Grupo Corpo come from Brazil and their programme - Parabelo (pictured above) and Onqoto - is a fabulous mixture of South American dancing and contemporary dance. A carnival of dance and music.
"This is a group of dancers who have the bumps in all the right places, they are sexy, high octane and energetic," promised Mills.
The choreographer Alonzo King's company - Lines Ballet - hail from San Francisco. Their two pieces - Dust and Light and Rasa - combine an interesting choreographic mixture of American contemporary dance and traditional Indian classical music.
Pina Bausch, who died in 2009, was an iconic figure in contemporary twentieth century dance. Her company Tanztheater ("dance theatre") grew out of German expressionist dance in Weimar Germany and 1920s Vienna.
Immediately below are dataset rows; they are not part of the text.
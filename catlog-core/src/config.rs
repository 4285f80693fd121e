use std::{str::FromStr, sync::LazyLock, time::Duration};

use derive_from_env::FromEnv;

use crate::{error::Error, priority::Priority};

/// Raw `CATLOG_*` environment variables.
#[derive(FromEnv)]
#[from_env(prefix = "CATLOG")]
#[allow(non_snake_case)]
pub struct CatlogEnv {
    #[from_env(default = "100")]
    pub FLUSH_INTERVAL_MS: u64,
    #[from_env(default = "NOTICE")]
    pub ROOT_PRIORITY: String,
    #[from_env(default = "stdout")]
    pub APPENDER: String,
}

/// Default appender installed on the root category by the facade builder.
#[derive(Debug, Clone, Copy, PartialEq, Eq)]
pub enum DefaultAppender {
    Stdout,
    Stderr,
    None,
}

impl FromStr for DefaultAppender {
    type Err = Error;

    fn from_str(s: &str) -> Result<Self, Self::Err> {
        match s.trim().to_ascii_lowercase().as_str() {
            "stdout" => Ok(DefaultAppender::Stdout),
            "stderr" => Ok(DefaultAppender::Stderr),
            "none" | "" => Ok(DefaultAppender::None),
            _ => Err(Error::UnknownAppender(s.to_string())),
        }
    }
}

/// Validated configuration.
#[derive(Debug, Clone)]
pub struct CatlogConfig {
    pub flush_interval: Duration,
    pub root_priority: Priority,
    pub appender: DefaultAppender,
}

impl CatlogConfig {
    pub fn from_env() -> Result<Self, Error> {
        let env = CatlogEnv::from_env().map_err(|e| Error::Env(format!("{e:?}")))?;
        Self::try_from(env)
    }
}

impl TryFrom<CatlogEnv> for CatlogConfig {
    type Error = Error;

    fn try_from(env: CatlogEnv) -> Result<Self, Self::Error> {
        let root_priority: Priority = env.ROOT_PRIORITY.parse()?;
        if !root_priority.is_set() {
            return Err(Error::Env(
                "CATLOG_ROOT_PRIORITY cannot be NOTSET".to_string(),
            ));
        }
        Ok(Self {
            flush_interval: Duration::from_millis(env.FLUSH_INTERVAL_MS),
            root_priority,
            appender: env.APPENDER.parse()?,
        })
    }
}

pub static CATLOG_CONFIG: LazyLock<CatlogConfig> =
    LazyLock::new(|| CatlogConfig::from_env().unwrap());

#[cfg(test)]
mod tests {
    use super::*;

    fn env(root_priority: &str, appender: &str) -> CatlogEnv {
        CatlogEnv {
            FLUSH_INTERVAL_MS: 25,
            ROOT_PRIORITY: root_priority.into(),
            APPENDER: appender.into(),
        }
    }

    #[test]
    fn test_valid_env() {
        let config = CatlogConfig::try_from(env("debug", "STDERR")).unwrap();
        assert_eq!(config.flush_interval, Duration::from_millis(25));
        assert_eq!(config.root_priority, Priority::Debug);
        assert_eq!(config.appender, DefaultAppender::Stderr);
    }

    #[test]
    fn test_invalid_env() {
        assert!(matches!(
            CatlogConfig::try_from(env("loud", "stdout")),
            Err(Error::UnknownPriority(_))
        ));
        assert!(matches!(
            CatlogConfig::try_from(env("notset", "stdout")),
            Err(Error::Env(_))
        ));
        assert!(matches!(
            CatlogConfig::try_from(env("info", "syslog")),
            Err(Error::UnknownAppender(_))
        ));
    }
}
use std::{borrow::Cow, sync::Arc};

use chrono::{DateTime, Utc};

use crate::priority::Priority;

/// Source location of a logging statement.
#[derive(Debug, Clone, PartialEq, Eq)]
pub struct LocationInfo {
    pub file: Cow<'static, str>,
    pub line: u32,
    pub module_path: Cow<'static, str>,
}

impl LocationInfo {
    pub const fn new(file: &'static str, line: u32, module_path: &'static str) -> Self {
        Self {
            file: Cow::Borrowed(file),
            line,
            module_path: Cow::Borrowed(module_path),
        }
    }
}

/// Event record handed to layouts and appenders once a category accepted it.
#[derive(Debug, Clone)]
pub struct LoggingEvent {
    pub timestamp: DateTime<Utc>,
    pub category: Arc<str>,
    pub priority: Priority,
    pub message: String,
    pub location: Option<LocationInfo>,
}

impl LoggingEvent {
    /// Builds an event stamped with the current UTC time.
    pub fn new(category: Arc<str>, priority: Priority, message: String) -> Self {
        Self {
            timestamp: Utc::now(),
            category,
            priority,
            message,
            location: None,
        }
    }

    pub fn with_location(self, location: Option<LocationInfo>) -> Self {
        Self { location, ..self }
    }
}
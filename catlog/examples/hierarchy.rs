use catlog::{Priority, logger_config};

fn main() {
    // root at INFO, the database layer is chattier
    let _guard = logger_config()
        .with_root_priority(Priority::Info)
        .with_priority("app.db", Priority::Debug)
        .with_log_file("/tmp/catlog_hierarchy.log")
        .unwrap()
        .init_global();

    let db = catlog::category("app.db");
    let pool = catlog::category("app.db.pool");
    let http = catlog::category("app.http");

    pool.debug(|| "pool inherits DEBUG from app.db");
    http.debug(|| "dropped, app.http inherits INFO from root");
    http.info(|| "listening on :8080");
    catlog::catlog!(db, Priority::Warn, "slow query took {}ms", 1250);

    let handles: Vec<_> = (0..4)
        .map(|i| {
            std::thread::spawn(move || {
                let worker = catlog::category(&format!("app.worker.{i}"));
                worker.notice(|| format!("worker {i} started"));
                log::warn!(target: "app::worker", "worker {i} reporting through the log facade");
            })
        })
        .collect();
    for h in handles {
        h.join().unwrap();
    }

    for category in catlog::registry().categories() {
        log::info!(target: "app", "{category}");
    }
}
A mixture of dance and drama her Agua programme is bound to be innovative.
The last dance company to perform at this year's Festival is the superb Paco Pena Flamenco Dance company. Their show Quimeras, having its world premiere in Edinburgh, tells the tale of the, at times, troubled journey of immigrants from North Africa to Spain. This is bound to be a flamboyant, entertaining piece of dance, bursting with energy and colour.